Я решился на очень рискованный, но единственный пришедший мне в голову выход: я решил свою исповедь озаглавить «Записки странного человека».

С первого взгляда может показаться непонятным, в чём тут выход. Разве что-нибудь меняется от заглавия? Уверяю вас, очень даже меняется. И я уверен, что при таком заглавии мне никто не поверит, что я исповедуюсь.

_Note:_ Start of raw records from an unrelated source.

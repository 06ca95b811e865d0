//! Folder and file shapes of the evidence hierarchy.

use chrono::{DateTime, Utc};
use serde::{Deserialize, Serialize};
use std::collections::HashSet;

/// A folder in the remote file store.
#[derive(Debug, Clone, PartialEq, Eq, Serialize, Deserialize)]
#[serde(rename_all = "camelCase")]
pub struct FolderNode {
    /// Remote identifier.
    pub id: String,
    /// Identifier of the containing folder.
    pub parent_id: String,
    /// Display name.
    #[serde(default)]
    pub name: String,
}

impl FolderNode {
    /// Creates a folder node.
    #[must_use]
    pub fn new(id: impl Into<String>, parent_id: impl Into<String>, name: impl Into<String>) -> Self {
        Self {
            id: id.into(),
            parent_id: parent_id.into(),
            name: name.into(),
        }
    }
}

/// Every folder reachable from the evidence root.
///
/// The root itself is not a member: a complete tree of depth `D` and
/// branching factor `B` produces `(B^(D+1) - 1) / (B - 1) - 1` nodes.
#[derive(Debug, Clone, Default)]
pub struct FolderIndex {
    root_id: String,
    folders: Vec<FolderNode>,
    built_at: Option<DateTime<Utc>>,
}

impl FolderIndex {
    /// The index served before the first build completes.
    #[must_use]
    pub fn empty(root_id: impl Into<String>) -> Self {
        Self {
            root_id: root_id.into(),
            folders: Vec::new(),
            built_at: None,
        }
    }

    /// Creates an index stamped with the current time.
    #[must_use]
    pub fn new(root_id: impl Into<String>, folders: Vec<FolderNode>) -> Self {
        Self {
            root_id: root_id.into(),
            folders,
            built_at: Some(Utc::now()),
        }
    }

    /// Root the index was built from.
    #[must_use]
    pub fn root_id(&self) -> &str {
        &self.root_id
    }

    /// All folders, in traversal order.
    #[must_use]
    pub fn folders(&self) -> &[FolderNode] {
        &self.folders
    }

    /// Number of folders.
    #[must_use]
    pub fn len(&self) -> usize {
        self.folders.len()
    }

    /// Returns true if no folders were found.
    #[must_use]
    pub fn is_empty(&self) -> bool {
        self.folders.is_empty()
    }

    /// When the index was built; `None` for the startup placeholder.
    #[must_use]
    pub const fn built_at(&self) -> Option<DateTime<Utc>> {
        self.built_at
    }

    /// Set of folder ids, for membership checks.
    #[must_use]
    pub fn ids(&self) -> HashSet<&str> {
        self.folders.iter().map(|f| f.id.as_str()).collect()
    }
}

/// A file matched by the file locator.
#[derive(Debug, Clone, PartialEq, Eq, Serialize, Deserialize)]
#[serde(rename_all = "camelCase")]
pub struct FileReference {
    /// Remote identifier.
    pub id: String,
    /// File name.
    pub name: String,
    /// Direct download link, when the store exposes one.
    #[serde(default, skip_serializing_if = "Option::is_none")]
    pub content_link: Option<String>,
    /// MIME type.
    #[serde(default)]
    pub mime_type: String,
}
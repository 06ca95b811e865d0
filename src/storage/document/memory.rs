//! In-memory document store for tests and offline runs.

use crate::storage::acquire_lock;
use crate::storage::traits::{DocumentStore, PartitionPage, PartitionQuery, PartitionRow};
use crate::{Error, Result};
use serde_json::Value;
use std::collections::{BTreeMap, HashSet};
use std::sync::Mutex;
use std::sync::atomic::{AtomicUsize, Ordering};
use std::time::Duration;

/// Document store holding documents in key order.
///
/// Listing honors the query limit and an optional server-side page size, so
/// callers see the same multi-page behavior as the real store. Individual
/// list calls can be made to fail for retry tests.
#[derive(Debug, Default)]
pub struct MemoryDocumentStore {
    documents: Mutex<BTreeMap<String, Value>>,
    page_size: Option<usize>,
    latency: Option<Duration>,
    failing_list_calls: Mutex<HashSet<usize>>,
    list_calls: AtomicUsize,
}

impl MemoryDocumentStore {
    /// Creates an empty store.
    #[must_use]
    pub fn new() -> Self {
        Self::default()
    }

    /// Caps every listing page at `page_size` rows.
    #[must_use]
    pub const fn with_page_size(mut self, page_size: usize) -> Self {
        self.page_size = Some(page_size);
        self
    }

    /// Delays every call by `latency`.
    #[must_use]
    pub const fn with_latency(mut self, latency: Duration) -> Self {
        self.latency = Some(latency);
        self
    }

    /// Makes the `call`-th listing (1-based, counted across the store's
    /// lifetime) fail with a transient error.
    pub fn fail_list_call(&self, call: usize) {
        acquire_lock(&self.failing_list_calls).insert(call);
    }

    /// Returns the number of listing calls served so far.
    #[must_use]
    pub fn list_calls(&self) -> usize {
        self.list_calls.load(Ordering::SeqCst)
    }

    /// Stores a document under its `_id`, replacing any existing one.
    ///
    /// Documents without a string `_id` are ignored.
    pub fn put(&self, document: Value) {
        if let Some(id) = document.get("_id").and_then(Value::as_str) {
            let id = id.to_string();
            acquire_lock(&self.documents).insert(id, document);
        }
    }

    /// Removes a document.
    pub fn remove(&self, id: &str) -> Option<Value> {
        acquire_lock(&self.documents).remove(id)
    }

    /// Returns a copy of a stored document.
    #[must_use]
    pub fn document(&self, id: &str) -> Option<Value> {
        acquire_lock(&self.documents).get(id).cloned()
    }

    /// Returns the number of stored documents.
    #[must_use]
    pub fn len(&self) -> usize {
        acquire_lock(&self.documents).len()
    }

    /// Returns true if the store holds no documents.
    #[must_use]
    pub fn is_empty(&self) -> bool {
        self.len() == 0
    }

    async fn simulate_latency(&self) {
        if let Some(latency) = self.latency {
            tokio::time::sleep(latency).await;
        }
    }

    fn list_now(&self, partition: &str, query: &PartitionQuery) -> Result<PartitionPage> {
        let call = self.list_calls.fetch_add(1, Ordering::SeqCst) + 1;
        if acquire_lock(&self.failing_list_calls).contains(&call) {
            return Err(Error::transient(
                "list_partition",
                format!("injected failure on call {call}"),
            ));
        }

        let prefix = format!("{partition}:");
        let documents = acquire_lock(&self.documents);
        let in_partition = documents.range(prefix.clone()..).take_while(|(k, _)| k.starts_with(&prefix));
        let total_rows = in_partition.clone().count();

        let limit = match (query.limit, self.page_size) {
            (Some(limit), Some(size)) => limit.min(size),
            (Some(limit), None) => limit,
            (None, Some(size)) => size,
            (None, None) => usize::MAX,
        };
        let rows = in_partition
            .filter(|(key, _)| query.start_key.as_ref().is_none_or(|start| *key >= start))
            .take(limit)
            .map(|(key, doc)| PartitionRow {
                id: key.clone(),
                doc: query.include_docs.then(|| doc.clone()),
            })
            .collect();

        Ok(PartitionPage { rows, total_rows })
    }

    fn insert_now(&self, document: &Value) -> Result<()> {
        let id = document
            .get("_id")
            .and_then(Value::as_str)
            .ok_or_else(|| Error::InvalidInput("document has no _id".to_string()))?
            .to_string();
        let mut documents = acquire_lock(&self.documents);
        let generation = documents
            .get(&id)
            .and_then(|existing| existing.get("_rev"))
            .and_then(Value::as_str)
            .and_then(|rev| rev.split_once('-'))
            .and_then(|(n, _)| n.parse::<u64>().ok())
            .unwrap_or(0);
        let mut stored = document.clone();
        if let Some(object) = stored.as_object_mut() {
            object.insert(
                "_rev".to_string(),
                Value::String(format!("{}-mem", generation + 1)),
            );
        }
        documents.insert(id, stored);
        Ok(())
    }
}

impl DocumentStore for MemoryDocumentStore {
    async fn partitioned_list(&self, partition: &str, query: &PartitionQuery) -> Result<PartitionPage> {
        self.simulate_latency().await;
        self.list_now(partition, query)
    }

    async fn get(&self, id: &str) -> Result<Option<Value>> {
        self.simulate_latency().await;
        Ok(self.document(id))
    }

    async fn insert(&self, document: &Value) -> Result<()> {
        self.simulate_latency().await;
        self.insert_now(document)
    }
}

#[cfg(test)]
mod tests {
    use super::*;
    use serde_json::json;

    fn seeded(ids: &[&str]) -> MemoryDocumentStore {
        let store = MemoryDocumentStore::new();
        for id in ids {
            store.put(json!({"_id": id}));
        }
        store
    }

    #[tokio::test]
    async fn test_list_filters_partition_and_orders_keys() {
        let store = seeded(&["tic:3", "user:a", "tic:1", "tic:2", "tid:9"]);
        let page = store
            .partitioned_list("tic", &PartitionQuery::first_page())
            .await
            .unwrap();
        let ids: Vec<_> = page.rows.iter().map(|r| r.id.as_str()).collect();
        assert_eq!(ids, vec!["tic:1", "tic:2", "tic:3"]);
        assert_eq!(page.total_rows, 3);
        assert!(page.rows.iter().all(|r| r.doc.is_some()));
    }

    #[tokio::test]
    async fn test_page_size_and_start_key() {
        let store = seeded(&["tic:1", "tic:2", "tic:3"]).with_page_size(2);
        let first = store
            .partitioned_list("tic", &PartitionQuery::first_page())
            .await
            .unwrap();
        assert_eq!(first.rows.len(), 2);

        let next = store
            .partitioned_list("tic", &PartitionQuery::after(&first.rows[1].id))
            .await
            .unwrap();
        assert_eq!(next.rows.len(), 1);
        assert_eq!(next.rows[0].id, "tic:3");
        assert_eq!(store.list_calls(), 2);
    }

    #[tokio::test]
    async fn test_injected_failure() {
        let store = seeded(&["tic:1"]);
        store.fail_list_call(1);
        let err = store
            .partitioned_list("tic", &PartitionQuery::first_page())
            .await
            .unwrap_err();
        assert!(err.is_transient());
        assert!(
            store
                .partitioned_list("tic", &PartitionQuery::first_page())
                .await
                .is_ok()
        );
    }

    #[tokio::test]
    async fn test_insert_bumps_revision() {
        let store = MemoryDocumentStore::new();
        store.insert(&json!({"_id": "tic:1"})).await.unwrap();
        store.insert(&json!({"_id": "tic:1", "x": 1})).await.unwrap();
        let doc = store.get("tic:1").await.unwrap().unwrap();
        assert_eq!(doc["_rev"], "2-mem");
        assert_eq!(doc["x"], 1);

        let err = store.insert(&json!({"x": 1})).await.unwrap_err();
        assert!(matches!(err, Error::InvalidInput(_)));
    }
}
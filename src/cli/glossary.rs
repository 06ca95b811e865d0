//! Glossary CLI command.

use crate::models::glossary;
use std::io::{self, Write};

/// Prints glossary entries whose term contains `term` (all when `None`).
///
/// Returns the number of entries printed.
pub fn cmd_glossary(term: Option<&str>, out: &mut impl Write) -> io::Result<usize> {
    let entries = glossary::search(term.unwrap_or_default());
    let width = entries.iter().map(|e| e.term.len()).max().unwrap_or(0);
    for entry in &entries {
        writeln!(out, "{:<width$}  {}", entry.term, entry.definition)?;
    }
    Ok(entries.len())
}

#[cfg(test)]
mod tests {
    use super::*;

    #[test]
    fn test_glossary_filters() {
        let mut out = Vec::new();
        let count = cmd_glossary(Some("eb"), &mut out).unwrap();
        assert!(count >= 1);
        assert!(String::from_utf8(out).unwrap().contains("Eclipsing Binary"));
    }

    #[test]
    fn test_glossary_no_match() {
        let mut out = Vec::new();
        assert_eq!(cmd_glossary(Some("zzz"), &mut out).unwrap(), 0);
        assert!(out.is_empty());
    }
}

В самом деле, что бы ни написал я, какую интимнейшую сторону, фактическую ли, психологическую ли, ни затронул, с какою бы точностью она ни соответствовала действительности, я знаю наперёд, что всякий читатель подумает: это он нарочно от своего имени пишет, это так себе, литературная форма, для живости, так сказать, рассказа.

I

О САМОМ СЕБЕ

Больше всего и чаще всего я думаю о смерти. Она вызывает во мне ужас и отвращение. Как это ни странно, но, может быть, одна только смерть вызывает во мне действительно живое чувство. Часто гляжу я на свои руки и думаю: через несколько десятков лет, может быть, через год, может быть, через день, я стану трупом, это мясо начнёт гнить, отвратительным удушливым запахом наполнит комнату… При этой мысли я начинаю дрожать, чувствую, как холодеют руки, ноги.

И нестерпимо тоскливо, и нестерпимо мучительно становится на душе…

Когда я думаю о смерти, — может быть, потому так много и думаю о ней, — мне словно хочется в чём-то себя уверить, словно это ещё не так, не наверно, что нужно ещё что-то узнать… Но в результате всегда одно и то же: умереть неизбежно. И новые приступы мучительного ужаса, до слёз, до исступления, до кусания подушки и нелепого крика… а затем опять что-то не то и не то…

Я не могу встретить на улице гроб, чтобы не пойти провожать его до кладбища. Мне противно смотреть на застывшее, пожелтевшее мёртвое лицо, на холодные, словно из воску сделанные руки; у меня кружится голова от смеси приторного земляного запаха разлагающегося трупа с запахом воска и ладана — но во мне исчезает всякая воля, как автомат смотрю я на чужое, когда-то смеявшееся лицо, как автомат иду до могилы.

На кладбище я всегда стараюсь встать поближе к краю и ловлю каждый момент, каждое движение гроба. Когда бросают первую лопату земли — напряжение достигает высшей точки. Этот стук, словно в пустую грудь, эти в пыль разбивающиеся комья земли — буквально физической болью отдаются в моём сердце.

II

НАЧАЛО КОНЦА

Знакомство с Николаем Эдуардовичем и сестрой его Верочкой имело для всей моей жизни, можно сказать, решающее значение. До сих пор не могу понять, почему, после первой же беглой и случайной встречи, я сразу так и решил, что судьба нас свела недаром.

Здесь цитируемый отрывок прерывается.